Right, what about helping to connect people? We often have our lives that we live alone. With Briskby for instance you can connect with others who share similar interests or a desire to be active. You can meet new people and engage in activities that make you feel better and improve your life-style.
How Can the Sharing Economy Benefit Athletes and Fitness Professionals?
There are a number of benefits that can come with the sharing economy. First and foremost, it’s about reducing costs. As we mentioned above, aspirant athletes, fitness professionals, but also people who are just willing to stay active, do not need to commit to expensive and bulky purchases, knowing that:
1. They might change their mind while trying that specific equipment or they simply want to try different equipment.
2. They don’t have or don’t want to store bulky items home.
3. They don’t want to travel with it, rather collecting it on spot.

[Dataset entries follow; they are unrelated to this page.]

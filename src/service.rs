//! Report submission and athlete health queries over an injected store.

use std::fmt;
use std::sync::Arc;

use chrono::{DateTime, SecondsFormat, Utc};
use tracing::{error, info, instrument, warn};

use crate::error::{Result, ServiceError, StoreError};
use crate::metrics;
use crate::reports::{
    parse_timestamp, report_streak, AthleteStats, AuditRecord, HistoryFilter, ReportSubmission,
    StoredReport,
};
use crate::status::{classify, AthleteStatus, Classification, TeamHealthSummary};
use crate::store::{
    from_record, to_record, Collection, Direction, Filter, FilterOp, Query, Record, Store,
};

/// Source of the current time.
pub type Clock = Arc<dyn Fn() -> DateTime<Utc> + Send + Sync>;

/// Health reporting service.
///
/// Submission is two store calls, status update then report insert, with no
/// lock or transaction around the pair.
#[derive(Clone)]
pub struct ReportService {
    store: Arc<dyn Store>,
    clock: Clock,
}

impl fmt::Debug for ReportService {
    fn fmt(&self, f: &mut fmt::Formatter<'_>) -> fmt::Result {
        f.debug_struct("ReportService").finish_non_exhaustive()
    }
}

impl ReportService {
    /// Create a service over `store` using the system clock.
    pub fn new(store: Arc<dyn Store>) -> Self {
        Self {
            store,
            clock: Arc::new(Utc::now),
        }
    }

    /// Replace the clock.
    pub fn with_clock(mut self, clock: impl Fn() -> DateTime<Utc> + Send + Sync + 'static) -> Self {
        self.clock = Arc::new(clock);
        self
    }

    /// The underlying store.
    pub fn store(&self) -> &Arc<dyn Store> {
        &self.store
    }

    fn now(&self) -> DateTime<Utc> {
        (self.clock)()
    }

    /// Classify a report, apply the derived status and store the report.
    ///
    /// A failed status update aborts before the report is stored. A failed
    /// report insert is reported, but the status update stays applied.
    #[instrument(skip(self, submission), fields(athlete_id = %submission.user_id))]
    pub async fn submit_report(&self, submission: &ReportSubmission) -> Result<Classification> {
        let _timer = metrics::timer_report_submit();

        let athlete_id = submission.user_id.trim();
        if athlete_id.is_empty() {
            return Err(ServiceError::MalformedInput("user_id is required".to_string()));
        }
        metrics::inc_reports_submitted();
        info!(answers = ?submission.answers_list, "Received health report");

        let classification = classify(&submission.answers_list, self.now()).map_err(|e| {
            metrics::inc_classification_errors();
            warn!(error = %e, "Rejected health report");
            e
        })?;

        let update = classification.status_update();
        let fields = to_record(&update)?;
        let updated = self
            .store
            .update(Collection::Athletes, fields, &[Filter::eq("id", athlete_id)])
            .await
            .map_err(|source| {
                error!(error = %source, "Error updating athlete's health status");
                ServiceError::StatusUpdateFailed {
                    athlete_id: athlete_id.to_string(),
                    source,
                }
            })?;

        if updated.is_empty() {
            warn!("No athlete row matched; status was not recorded");
        }
        metrics::inc_status_updates(update.status);
        info!(
            status = %update.status,
            recovery = ?update.estimated_recovery_date,
            "Updated athlete's status"
        );

        let audit = to_record(&AuditRecord {
            athlete_id,
            answers: &submission.answers_list,
        })?;
        self.store
            .insert(Collection::Reports, audit)
            .await
            .map_err(|source| {
                metrics::inc_report_insert_failures();
                error!(error = %source, "Status updated but report insert failed");
                ServiceError::ReportInsertFailed {
                    athlete_id: athlete_id.to_string(),
                    source,
                }
            })?;

        info!("Inserted new report");
        Ok(classification)
    }

    /// Current status fields of an athlete.
    #[instrument(skip(self))]
    pub async fn athlete_status(&self, athlete_id: &str) -> Result<AthleteStatus> {
        let query = Query::new().eq("id", athlete_id).limit(1);
        let row = self
            .store
            .fetch(Collection::Athletes, &query)
            .await?
            .into_iter()
            .next();

        match row {
            Some(record) => Ok(from_record(record)?),
            None => {
                warn!("Athlete not found");
                Err(ServiceError::not_found("athlete", athlete_id))
            }
        }
    }

    /// Report count and consecutive-day streak for an athlete.
    ///
    /// An athlete with no reports has zero of both.
    #[instrument(skip(self))]
    pub async fn athlete_stats(&self, athlete_id: &str) -> Result<AthleteStats> {
        let query = Query::new().eq("athlete_id", athlete_id);
        let reports = self.store.fetch(Collection::Reports, &query).await?;

        let timestamps = reports
            .iter()
            .map(created_at)
            .collect::<std::result::Result<Vec<_>, _>>()?;

        let stats = AthleteStats {
            report_count: reports.len(),
            consecutive_reports: report_streak(&timestamps, self.now().date_naive()),
        };
        info!(
            report_count = stats.report_count,
            consecutive = stats.consecutive_reports,
            "Computed athlete stats"
        );
        Ok(stats)
    }

    /// Stored reports of an athlete, newest first.
    ///
    /// `since` limits results to reports created at or after that time.
    /// `created_at` is decoded with [`Filter::parse`]; its value must be a date
    /// or timestamp.
    #[instrument(skip(self))]
    pub async fn report_history(
        &self,
        athlete_id: &str,
        filter: &HistoryFilter,
    ) -> Result<Vec<StoredReport>> {
        let mut query = Query::new()
            .eq("athlete_id", athlete_id)
            .order_by("created_at", Direction::Desc);

        if let Some(raw) = filter.since.as_deref() {
            let value = normalize_timestamp("since", raw)?;
            query = query.filter(Filter::new("created_at", FilterOp::Gte, value));
        }
        if let Some(raw) = filter.created_at.as_deref() {
            let parsed = Filter::parse("created_at", raw);
            let value = normalize_timestamp("created_at", &parsed.value)?;
            query = query.filter(Filter::new("created_at", parsed.op, value));
        }
        if let Some(limit) = filter.limit {
            query = query.limit(limit);
        }

        let rows = self.store.fetch(Collection::Reports, &query).await?;
        rows.into_iter()
            .map(|r| from_record(r).map_err(ServiceError::from))
            .collect()
    }

    /// Status of every athlete on a team.
    #[instrument(skip(self))]
    pub async fn team_health(&self, team_id: &str) -> Result<TeamHealthSummary> {
        let query = Query::new()
            .eq("team_id", team_id)
            .order_by("id", Direction::Asc);
        let athletes = self
            .store
            .fetch(Collection::Athletes, &query)
            .await?
            .into_iter()
            .map(from_record)
            .collect::<std::result::Result<Vec<AthleteStatus>, _>>()?;

        let summary = TeamHealthSummary::new(team_id, athletes);
        info!(
            athletes = summary.num_athletes,
            red = summary.red_athletes,
            "Fetched team health"
        );
        Ok(summary)
    }

    /// Whether the store answers a trivial query.
    pub async fn ping(&self) -> bool {
        self.store
            .fetch(Collection::Athletes, &Query::new().limit(1))
            .await
            .is_ok()
    }
}

/// Rewrite a user-supplied date or timestamp in the stored format.
fn normalize_timestamp(param: &str, raw: &str) -> Result<String> {
    parse_timestamp(raw)
        .map(|ts| ts.to_rfc3339_opts(SecondsFormat::Micros, false))
        .ok_or_else(|| {
            ServiceError::MalformedInput(format!("{} {:?} is not a date or timestamp", param, raw))
        })
}

fn created_at(record: &Record) -> std::result::Result<DateTime<Utc>, StoreError> {
    let raw = record
        .get("created_at")
        .and_then(|v| v.as_str())
        .ok_or_else(|| StoreError::Parse("report without created_at".to_string()))?;
    parse_timestamp(raw)
        .ok_or_else(|| StoreError::Parse(format!("unreadable created_at {:?}", raw)))
}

The sharing economy can also help to engage with your community. It can help to build relationships with people who share similar interests or are looking for activities to do.
This is also true for qualified fitness professionals and athletes who are able to provide services, such as classes, courses and lessons. It’s all about community of like-minded people.
The sharing economy has become quite the buzzword over the past few years. It’s a relatively new concept that has taken the world by storm. The sharing economy is a way of looking at the goods and services we have and the resources we have access to.
It’s about helping others and not taking ownership of things.
The fitness industry has not embraced the sharing economy with open arms. And the same goes for sports. The fitness industry has become so focused on profit and exclusivity that it has resisted the concept of the sharing economy. The key to the sharing economy is that it helps to reduce costs, helping others to stay active and create a community of like-minded people.